Military equipment representing each service branch of the United States Armed Forces were showcased and demonstrated. Two M1A2 Abrams tanks and two M2 Bradley IFVs from the 3rd Infantry Division were put on stationary display around the Lincoln Memorial for the public while aircraft representing each service branch conducted flyovers during Trump's address. Trump introduced the Coast Guard first, represented by two HH-60 Jayhawks and an HH-65 Dolphin helicopter from Coast Guard Station Annapolis, Maryland. Subsequent flyovers included: a B-2 Spirit from the 509th Bomb Wing escorted by two F-22 Raptors from the 1st Fighter Wing, two F-35 Joint Strike Fighters from VFA-147 and two F/A-18 Hornets from VFA-37 together in diamond formation, two V-22 Ospreys from HMX-1, and four AH-64 Apache helicopters from the 101st Combat Aviation Brigade. Presidential aircraft, particularly the Air Force One aircraft and the next-generation VH-92 Marine One, also participated. The aerial demonstrations were followed up by a performance by the Navy's Blue Angels flight demonstration squadron.
Attendance and media coverage
A perimeter was constructed around the Lincoln Memorial with wire fencing spanning the Reflecting Pool to separate the ticketed areas intended for VIP spectators from the general public. VIP tickets were distributed to the Republican National Committee (RNC), government officials, and other political allies. Politico found that some donors and Republican Party members were reluctant to attend the event, with some of them already on vacation elsewhere for the Independence Day holiday. It also reported that lotteries were being held to give away blocks of 10 tickets each to White House employees. This is a common practice for White House events, but not normally in such a large quantity.

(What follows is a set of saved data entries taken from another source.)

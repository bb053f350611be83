//! Shared helpers for CLI integration tests.

use std::path::PathBuf;

use assert_cmd::cargo::cargo_bin_cmd;
use assert_cmd::Command;

pub fn fixtures_dir() -> PathBuf {
    PathBuf::from(env!("CARGO_MANIFEST_DIR"))
        .join("../../docs/fixtures")
        .canonicalize()
        .expect("fixtures directory present")
}

/// Path to a checked-in scenario file.
#[allow(dead_code)]
pub fn fixture_scenario(name: &str) -> PathBuf {
    fixtures_dir().join("scenarios").join(name)
}

/// CLI command wired to the fixture reference data, with plain output and quiet logs.
pub fn cli() -> Command {
    let mut cmd = cargo_bin_cmd!("fuelmix-cli");
    cmd.env("FUELMIX_DATA_DIR", fixtures_dir().join("regulatory"))
        .env("RUST_LOG", "error")
        .env("NO_COLOR", "1");
    cmd
}
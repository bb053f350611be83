//! Read-only lookup surface over the loaded reference tables.

use std::collections::BTreeMap;
use std::path::{Path, PathBuf};

use crate::error::{Error, Result};

use super::fuel::{canonical_code, FuelProperties, PriceBounds};
use super::targets::RegulatoryTargets;

/// Minimum Jaro-Winkler similarity for a fuel code to be offered as a suggestion.
const SUGGESTION_THRESHOLD: f64 = 0.75;

/// Immutable reference data shared by every evaluation of a scenario.
///
/// Built once and passed by reference; it is `Send + Sync` so parallel
/// scenario runs can share one instance without locking.
#[derive(Debug, Clone)]
pub struct RegulatoryData {
    fuels: BTreeMap<String, FuelProperties>,
    targets: RegulatoryTargets,
    source: Option<PathBuf>,
}

impl RegulatoryData {
    /// Build a store from fuel definitions and the GHG target schedule.
    pub fn new(
        fuels: impl IntoIterator<Item = FuelProperties>,
        targets: RegulatoryTargets,
    ) -> Result<Self> {
        targets.validate()?;

        let mut table = BTreeMap::new();
        for mut fuel in fuels {
            fuel.code = canonical_code(&fuel.code);
            fuel.validate()?;
            if table.contains_key(&fuel.code) {
                return Err(Error::DuplicateFuel { code: fuel.code });
            }
            table.insert(fuel.code.clone(), fuel);
        }

        if table.is_empty() {
            return Err(Error::RegulatoryDataValidation {
                message: "fuel table is empty".to_string(),
            });
        }

        Ok(Self {
            fuels: table,
            targets,
            source: None,
        })
    }

    pub(crate) fn with_source(mut self, source: PathBuf) -> Self {
        self.source = Some(source);
        self
    }

    /// Look up a fuel by code (case-insensitive).
    pub fn get(&self, code: &str) -> Option<&FuelProperties> {
        self.fuels.get(&canonical_code(code))
    }

    /// Look up a fuel, failing with suggestions when it is unknown.
    pub fn fuel(&self, code: &str) -> Result<&FuelProperties> {
        self.get(code).ok_or_else(|| Error::UnknownFuel {
            code: canonical_code(code),
            suggestions: self.fuzzy_fuel_matches(code, 3),
        })
    }

    /// Energy density in MJ per tonne.
    pub fn density(&self, code: &str) -> Result<f64> {
        Ok(self.fuel(code)?.density_mj_per_t)
    }

    /// Well-to-wake intensity in gCO2e per MJ.
    pub fn wtw_factor(&self, code: &str) -> Result<f64> {
        Ok(self.fuel(code)?.wtw_gco2e_per_mj)
    }

    /// CO2 emission factor in tonnes CO2 per tonne fuel.
    pub fn co2_factor(&self, code: &str) -> Result<f64> {
        Ok(self.fuel(code)?.co2_t_per_t)
    }

    /// Price bounds for `code` in `year`, falling back to the generic bounds.
    ///
    /// A fuel without any price entry is reported as unknown; a price entry
    /// holding neither the year nor generic bounds is reported as missing data.
    pub fn price_bounds(&self, code: &str, year: u16) -> Result<PriceBounds> {
        let fuel = self.fuel(code)?;
        let Some(schedule) = &fuel.prices else {
            return Err(Error::UnknownFuel {
                code: fuel.code.clone(),
                suggestions: Vec::new(),
            });
        };
        schedule.bounds_for(year).ok_or_else(|| Error::NoPriceData {
            fuel: fuel.code.clone(),
            year,
        })
    }

    /// GHG-intensity reduction schedule.
    pub fn targets(&self) -> &RegulatoryTargets {
        &self.targets
    }

    /// Sorted list of canonical fuel codes.
    pub fn fuel_codes(&self) -> Vec<String> {
        self.fuels.keys().cloned().collect()
    }

    /// All fuels sorted by code.
    pub fn fuels_sorted(&self) -> Vec<&FuelProperties> {
        self.fuels.values().collect()
    }

    /// Directory or file the data was loaded from, if any.
    pub fn source_path(&self) -> Option<&Path> {
        self.source.as_deref()
    }

    /// Fuel codes similar to `code`, best match first.
    pub fn fuzzy_fuel_matches(&self, code: &str, limit: usize) -> Vec<String> {
        let needle = canonical_code(code);
        let mut scored: Vec<(f64, &String)> = self
            .fuels
            .keys()
            .map(|known| (strsim::jaro_winkler(&needle, known), known))
            .filter(|(score, _)| *score >= SUGGESTION_THRESHOLD)
            .collect();
        scored.sort_by(|a, b| b.0.total_cmp(&a.0).then_with(|| a.1.cmp(b.1)));
        scored
            .into_iter()
            .take(limit)
            .map(|(_, known)| known.clone())
            .collect()
    }
}
use crate::error::{SciportError, SciportResult};
use crate::excel;
use crate::factories::{self, DataFormat, ExportOptions, LoadOptions};
use crate::subset::{Subset, SubsetState};
use crate::types::{ComponentId, Dataset};
use clap::ValueEnum;
use colored::Colorize;
use serde::Serialize;
use std::path::{Path, PathBuf};

/// Output format for `info`
#[derive(Debug, Clone, Copy, PartialEq, Eq, ValueEnum)]
pub enum OutputFormat {
    Text,
    Json,
    Yaml,
}

#[derive(Debug, Serialize)]
struct DatasetSummary {
    file: String,
    label: String,
    shape: Vec<usize>,
    components: Vec<ComponentSummary>,
    #[serde(skip_serializing_if = "Option::is_none")]
    coordinates: Option<usize>,
}

#[derive(Debug, Serialize)]
struct ComponentSummary {
    name: String,
    kind: &'static str,
    #[serde(skip_serializing_if = "Option::is_none")]
    units: Option<String>,
}

impl DatasetSummary {
    fn new(file: &Path, data: &Dataset) -> Self {
        Self {
            file: file.display().to_string(),
            label: data.label.clone(),
            shape: data.shape().to_vec(),
            components: data
                .components()
                .map(|(id, c)| ComponentSummary {
                    name: id.label().to_string(),
                    kind: c.values.kind(),
                    units: c.units.clone(),
                })
                .collect(),
            coordinates: data.coords.as_ref().map(|c| c.cards.len()),
        }
    }
}

/// Execute the info command - list datasets and their components
pub fn info(files: Vec<PathBuf>, format: OutputFormat) -> SciportResult<()> {
    let mut summaries = Vec::new();
    for file in &files {
        for data in factories::load_data(file)? {
            summaries.push(DatasetSummary::new(file, &data));
        }
    }

    match format {
        OutputFormat::Json => {
            let json = serde_json::to_string_pretty(&summaries)
                .map_err(|e| SciportError::Serialize(e.to_string()))?;
            println!("{}", json);
        }
        OutputFormat::Yaml => {
            let yaml = serde_yaml::to_string(&summaries)
                .map_err(|e| SciportError::Serialize(e.to_string()))?;
            print!("{}", yaml);
        }
        OutputFormat::Text => print_summaries(&summaries),
    }

    Ok(())
}

fn print_summaries(summaries: &[DatasetSummary]) {
    if summaries.is_empty() {
        println!("{}", "No datasets found".yellow());
        return;
    }

    for summary in summaries {
        println!(
            "📊 {} {}",
            summary.label.bright_blue().bold(),
            format!("shape {:?}", summary.shape).dimmed()
        );
        println!("   File: {}", summary.file);
        if let Some(cards) = summary.coordinates {
            println!("   WCS: {} header cards", cards);
        }
        for component in &summary.components {
            let units = match component.units.as_deref() {
                Some("") => " [dimensionless]".to_string(),
                Some(u) => format!(" [{}]", u),
                None => String::new(),
            };
            println!(
                "      {} ({}){}",
                component.name.cyan(),
                component.kind,
                units
            );
        }
        println!();
    }
}

/// Execute the sheets command - list workbook sheet names
pub fn sheets(file: PathBuf) -> SciportResult<()> {
    let names = excel::sheet_names(&file)?;
    println!("{}", format!("📗 {}", file.display()).bold().green());
    for (idx, name) in names.iter().enumerate() {
        println!("   {:>3}  {}", idx, name.bright_blue());
    }
    Ok(())
}

/// Arguments of the export command
#[derive(Debug, Clone)]
pub struct ExportArgs {
    pub input: PathBuf,
    pub output: PathBuf,
    pub sheet: Option<String>,
    pub dataset: usize,
    pub components: Vec<String>,
    pub subset: Option<String>,
    pub format: Option<String>,
    pub no_overwrite: bool,
    pub verbose: bool,
}

/// Execute the export command - load one dataset and write it out
pub fn export(args: ExportArgs) -> SciportResult<()> {
    println!("{}", "🔭 Sciport - Export".bold().green());
    println!("   Input:  {}", args.input.display());
    println!("   Output: {}\n", args.output.display());

    let load = LoadOptions {
        format: None,
        sheet: args.sheet.clone(),
    };
    let datasets = factories::load_data_with(&args.input, &load)?;
    let count = datasets.len();
    let data = datasets.into_iter().nth(args.dataset).ok_or_else(|| {
        SciportError::Empty(format!(
            "dataset index {} requested but {} contains {} dataset(s)",
            args.dataset,
            args.input.display(),
            count
        ))
    })?;

    if args.verbose {
        println!("   Dataset: {}", data.label.bright_blue());
        println!(
            "   Components: {}",
            data.component_ids()
                .map(|id| id.label())
                .collect::<Vec<_>>()
                .join(", ")
        );
    }

    let subset = match &args.subset {
        Some(expr) => {
            let subset = Subset::new(expr.clone(), SubsetState::parse(expr)?);
            if args.verbose {
                println!(
                    "   Subset: {} ({} of {} entries)",
                    subset.state.to_string().cyan(),
                    subset.count(&data)?,
                    data.size()
                );
            }
            Some(subset)
        }
        None => None,
    };

    let format = args
        .format
        .as_deref()
        .map(str::parse::<DataFormat>)
        .transpose()?;

    let options = ExportOptions {
        format,
        components: if args.components.is_empty() {
            None
        } else {
            Some(args.components.iter().map(|c| ComponentId::from(c.as_str())).collect())
        },
        subset,
        overwrite: !args.no_overwrite,
    };

    factories::export_data(&args.output, &data, &options)?;

    println!("{}", "✅ Export Complete!".bold().green());
    println!("   {} → {}\n", data.label, args.output.display());
    Ok(())
}
//! Gridded FITS writer - Dataset → one image HDU per component

use crate::error::{SciportError, SciportResult};
use crate::subset::Subset;
use crate::types::{Component, ComponentId, Coordinates, Dataset, HeaderValue};
use fitsio::hdu::FitsHdu;
use fitsio::images::{ImageDescription, ImageType};
use fitsio::FitsFile;
use std::ffi::CString;
use std::path::Path;
use tracing::{debug, warn};

/// cfitsio status for a keyword missing from the header
const KEY_NO_EXIST: i32 = 202;

/// Writes the numeric components of a dataset as FITS images
pub struct FitsWriter<'a> {
    data: &'a Dataset,
    components: Option<Vec<ComponentId>>,
    subset: Option<&'a Subset>,
    overwrite: bool,
}

impl<'a> FitsWriter<'a> {
    /// Create a new writer exporting every component of `data`
    pub fn new(data: &'a Dataset) -> Self {
        Self {
            data,
            components: None,
            subset: None,
            overwrite: true,
        }
    }

    /// Only export these components, in this order
    pub fn components<I, C>(mut self, ids: I) -> Self
    where
        I: IntoIterator<Item = C>,
        C: Into<ComponentId>,
    {
        self.components = Some(ids.into_iter().map(Into::into).collect());
        self
    }

    /// Replace entries outside `subset` with NaN
    pub fn subset(mut self, subset: &'a Subset) -> Self {
        self.subset = Some(subset);
        self
    }

    /// Whether an existing file at the target path may be replaced
    pub fn overwrite(mut self, overwrite: bool) -> Self {
        self.overwrite = overwrite;
        self
    }

    /// Write the FITS file
    pub fn write(&self, path: &Path) -> SciportResult<()> {
        let selected = self.selected_components()?;
        let mask = match self.subset {
            Some(subset) => Some(subset.to_mask(self.data)?),
            None => None,
        };

        let mut images: Vec<(&ComponentId, &Component, Vec<f64>)> = Vec::new();
        for (id, component) in selected {
            match component.values.as_numeric() {
                Some(values) => images.push((id, component, masked(values, mask.as_deref()))),
                None => warn!(
                    component = %id,
                    dataset = %self.data.label,
                    "skipping non-numeric component in FITS export"
                ),
            }
        }

        if images.is_empty() || self.data.size() == 0 {
            return Err(SciportError::Empty(format!(
                "dataset '{}' has no numeric components to write",
                self.data.label
            )));
        }

        if path.exists() {
            if !self.overwrite {
                return Err(SciportError::Io(std::io::Error::new(
                    std::io::ErrorKind::AlreadyExists,
                    format!("{} already exists", path.display()),
                )));
            }
            std::fs::remove_file(path)?;
        }

        let description = ImageDescription {
            data_type: ImageType::Double,
            dimensions: self.data.shape(),
        };

        // The first image lives in the primary HDU, so N components give N HDUs
        let mut fptr = FitsFile::create(path)
            .with_custom_primary(&description)
            .open()?;

        for (index, (id, component, values)) in images.iter().enumerate() {
            let hdu = if index == 0 {
                let primary = fptr.primary_hdu()?;
                name_primary(&mut fptr, &primary, id.label())?;
                primary
            } else {
                fptr.create_image(id.label(), &description)?
            };

            if let Some(coords) = &self.data.coords {
                write_coordinates(&mut fptr, &hdu, coords)?;
            }
            if let Some(units) = &component.units {
                hdu.write_key(&mut fptr, "BUNIT", units.as_str())?;
            }
            hdu.write_image(&mut fptr, values.as_slice())?;

            debug!(
                hdu = index,
                component = %id,
                shape = ?self.data.shape(),
                "wrote FITS image"
            );
        }

        Ok(())
    }

    fn selected_components(&self) -> SciportResult<Vec<(&'a ComponentId, &'a Component)>> {
        let data = self.data;
        match &self.components {
            None => Ok(data.components().collect()),
            Some(ids) => ids
                .iter()
                .map(|wanted| {
                    data.components()
                        .find(|(id, _)| *id == wanted)
                        .ok_or_else(|| {
                            SciportError::UnknownComponent(format!(
                                "'{}' in dataset '{}'",
                                wanted, data.label
                            ))
                        })
                })
                .collect(),
        }
    }
}

/// Write every component of `data` (or only `components`) to `path`
pub fn fits_writer(
    path: &Path,
    data: &Dataset,
    components: Option<&[ComponentId]>,
) -> SciportResult<()> {
    let mut writer = FitsWriter::new(data);
    if let Some(ids) = components {
        writer = writer.components(ids.iter().cloned());
    }
    writer.write(path)
}

/// Set EXTNAME on the primary HDU.
///
/// `with_custom_primary` already writes `EXTNAME = '_PRIMARY'` and `write_key`
/// only appends cards, so the existing card is updated in place.
fn name_primary(fptr: &mut FitsFile, primary: &FitsHdu, name: &str) -> SciportResult<()> {
    let keyname = CString::new("EXTNAME").map_err(std::io::Error::from)?;
    let value = CString::new(name).map_err(std::io::Error::from)?;
    let comment = CString::new("component name").map_err(std::io::Error::from)?;

    let mut status = 0;
    unsafe {
        fitsio::sys::ffukys(
            fptr.as_raw(),
            keyname.as_ptr(),
            value.as_ptr(),
            comment.as_ptr(),
            &mut status,
        );
    }
    if status == KEY_NO_EXIST {
        primary.write_key(fptr, "EXTNAME", name)?;
        return Ok(());
    }
    fitsio::errors::check_status(status)?;
    Ok(())
}

fn masked(values: &[f64], mask: Option<&[bool]>) -> Vec<f64> {
    match mask {
        None => values.to_vec(),
        Some(mask) => values
            .iter()
            .zip(mask)
            .map(|(v, keep)| if *keep { *v } else { f64::NAN })
            .collect(),
    }
}

fn write_coordinates(fptr: &mut FitsFile, hdu: &FitsHdu, coords: &Coordinates) -> SciportResult<()> {
    for card in &coords.cards {
        match &card.value {
            HeaderValue::Int(v) => hdu.write_key(fptr, &card.key, *v)?,
            HeaderValue::Float(v) => hdu.write_key(fptr, &card.key, *v)?,
            HeaderValue::Text(v) => hdu.write_key(fptr, &card.key, v.as_str())?,
        }
    }
    Ok(())
}
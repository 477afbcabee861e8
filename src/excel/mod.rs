//! Excel import/export for tabular datasets
//!
//! - Import: workbook sheets (.xlsx, .xlsm, .xlsb, .xls, .ods) → datasets labelled `file:Sheet`
//! - Export: 1-D datasets → worksheets (.xlsx)

mod exporter;
mod importer;

pub use exporter::ExcelExporter;
pub use importer::{read_excel, sheet_names, ExcelImporter};
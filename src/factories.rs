//! Format detection and dispatch to the FITS and Excel adapters

use crate::error::{SciportError, SciportResult};
use crate::excel::{ExcelExporter, ExcelImporter};
use crate::fits::{FitsReader, FitsWriter};
use crate::subset::{Subset, SubsetState};
use crate::types::{ComponentId, Dataset};
use serde::Serialize;
use std::fmt;
use std::fs::File;
use std::io::Read;
use std::path::Path;
use std::str::FromStr;
use tracing::debug;

/// First bytes of every FITS file
const FITS_MAGIC: &[u8] = b"SIMPLE  =";

/// Supported file formats
#[derive(Debug, Clone, Copy, PartialEq, Eq, Serialize)]
#[serde(rename_all = "lowercase")]
pub enum DataFormat {
    Fits,
    Excel,
}

impl DataFormat {
    /// Detect from the extension, then from the FITS signature
    pub fn from_path(path: &Path) -> Option<Self> {
        Self::from_extension(path).or_else(|| Self::sniff(path))
    }

    pub fn from_extension(path: &Path) -> Option<Self> {
        let ext = path.extension()?.to_str()?.to_ascii_lowercase();
        match ext.as_str() {
            "fits" | "fit" | "fts" => Some(DataFormat::Fits),
            "xlsx" | "xlsm" | "xlsb" | "xls" | "ods" => Some(DataFormat::Excel),
            _ => None,
        }
    }

    fn sniff(path: &Path) -> Option<Self> {
        let mut head = [0u8; FITS_MAGIC.len()];
        let mut file = File::open(path).ok()?;
        file.read_exact(&mut head).ok()?;
        (head == FITS_MAGIC).then_some(DataFormat::Fits)
    }
}

impl fmt::Display for DataFormat {
    fn fmt(&self, f: &mut fmt::Formatter<'_>) -> fmt::Result {
        match self {
            DataFormat::Fits => write!(f, "fits"),
            DataFormat::Excel => write!(f, "xlsx"),
        }
    }
}

impl FromStr for DataFormat {
    type Err = SciportError;

    fn from_str(s: &str) -> Result<Self, Self::Err> {
        match s.to_ascii_lowercase().as_str() {
            "fits" | "fit" | "fts" => Ok(DataFormat::Fits),
            "xlsx" | "excel" => Ok(DataFormat::Excel),
            other => Err(SciportError::UnsupportedFormat(format!(
                "'{}' (expected fits or xlsx)",
                other
            ))),
        }
    }
}

/// Options for loading a file
#[derive(Debug, Clone, Default)]
pub struct LoadOptions {
    /// Force a format instead of detecting it
    pub format: Option<DataFormat>,
    /// Workbook sheet to load (Excel only)
    pub sheet: Option<String>,
}

/// Options for exporting a dataset
#[derive(Debug, Clone)]
pub struct ExportOptions {
    pub format: Option<DataFormat>,
    /// Components to export, in order; all when `None`
    pub components: Option<Vec<ComponentId>>,
    pub subset: Option<Subset>,
    pub overwrite: bool,
}

impl Default for ExportOptions {
    fn default() -> Self {
        Self {
            format: None,
            components: None,
            subset: None,
            overwrite: true,
        }
    }
}

/// Load every dataset in a file, detecting its format
pub fn load_data<P: AsRef<Path>>(path: P) -> SciportResult<Vec<Dataset>> {
    load_data_with(path, &LoadOptions::default())
}

pub fn load_data_with<P: AsRef<Path>>(path: P, options: &LoadOptions) -> SciportResult<Vec<Dataset>> {
    let path = path.as_ref();
    if !path.exists() {
        return Err(SciportError::Io(std::io::Error::new(
            std::io::ErrorKind::NotFound,
            format!("{} does not exist", path.display()),
        )));
    }

    let format = resolve_format(path, options.format)?;
    debug!(path = %path.display(), %format, "loading data");

    match format {
        DataFormat::Fits => {
            if options.sheet.is_some() {
                return Err(SciportError::UnsupportedFormat(
                    "sheet selection only applies to Excel workbooks".to_string(),
                ));
            }
            FitsReader::new(path).read()
        }
        DataFormat::Excel => {
            let mut importer = ExcelImporter::new(path);
            if let Some(sheet) = &options.sheet {
                importer = importer.sheet(sheet.clone());
            }
            importer.import()
        }
    }
}

/// Write one dataset to `path` in the requested or detected format.
///
/// Paths without a recognised extension default to FITS.
pub fn export_data<P: AsRef<Path>>(path: P, data: &Dataset, options: &ExportOptions) -> SciportResult<()> {
    let path = path.as_ref();
    let format = options
        .format
        .or_else(|| DataFormat::from_extension(path))
        .unwrap_or(DataFormat::Fits);
    debug!(path = %path.display(), %format, dataset = %data.label, "exporting data");

    match format {
        DataFormat::Fits => {
            let mut writer = FitsWriter::new(data).overwrite(options.overwrite);
            if let Some(ids) = &options.components {
                writer = writer.components(ids.iter().cloned());
            }
            if let Some(subset) = &options.subset {
                writer = writer.subset(subset);
            }
            writer.write(path)
        }
        DataFormat::Excel => {
            if !options.overwrite && path.exists() {
                return Err(SciportError::Io(std::io::Error::new(
                    std::io::ErrorKind::AlreadyExists,
                    format!("{} already exists", path.display()),
                )));
            }
            // The subset may refer to components that are not exported
            let masked = match &options.subset {
                Some(subset) => Some(Subset::new(
                    subset.label.clone(),
                    SubsetState::Mask(subset.to_mask(data)?),
                )),
                None => None,
            };
            let selected;
            let data = match &options.components {
                Some(ids) => {
                    selected = select_components(data, ids)?;
                    &selected
                }
                None => data,
            };
            let mut exporter = ExcelExporter::new([data]);
            if let Some(subset) = &masked {
                exporter = exporter.subset(subset);
            }
            exporter.export(path)
        }
    }
}

fn resolve_format(path: &Path, forced: Option<DataFormat>) -> SciportResult<DataFormat> {
    forced
        .or_else(|| DataFormat::from_path(path))
        .ok_or_else(|| SciportError::UnsupportedFormat(format!("cannot detect format of {}", path.display())))
}

/// Copy of `data` holding only `ids`, in that order
fn select_components(data: &Dataset, ids: &[ComponentId]) -> SciportResult<Dataset> {
    let mut selected = Dataset::new(data.label.clone(), data.shape().to_vec());
    selected.coords = data.coords.clone();
    for id in ids {
        let component = data.get_component(id.label())?;
        selected.add_component(id.clone(), component.clone())?;
    }
    Ok(selected)
}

Concerns over the attendance of the event were compared to the Trump administration's claims regarding crowd size and viewership of his 2017 inauguration. Official estimates on attendance size were not immediately available, though multiple photographs taken during the event showed large crowds both within the guest section and among the general public at the National Mall, including tourists and general event-goers. Weather also affected the event; rainstorms passed through the area, while temperature inversion caused the smoke from the fireworks display to accumulate, obscuring views of the show by spectators.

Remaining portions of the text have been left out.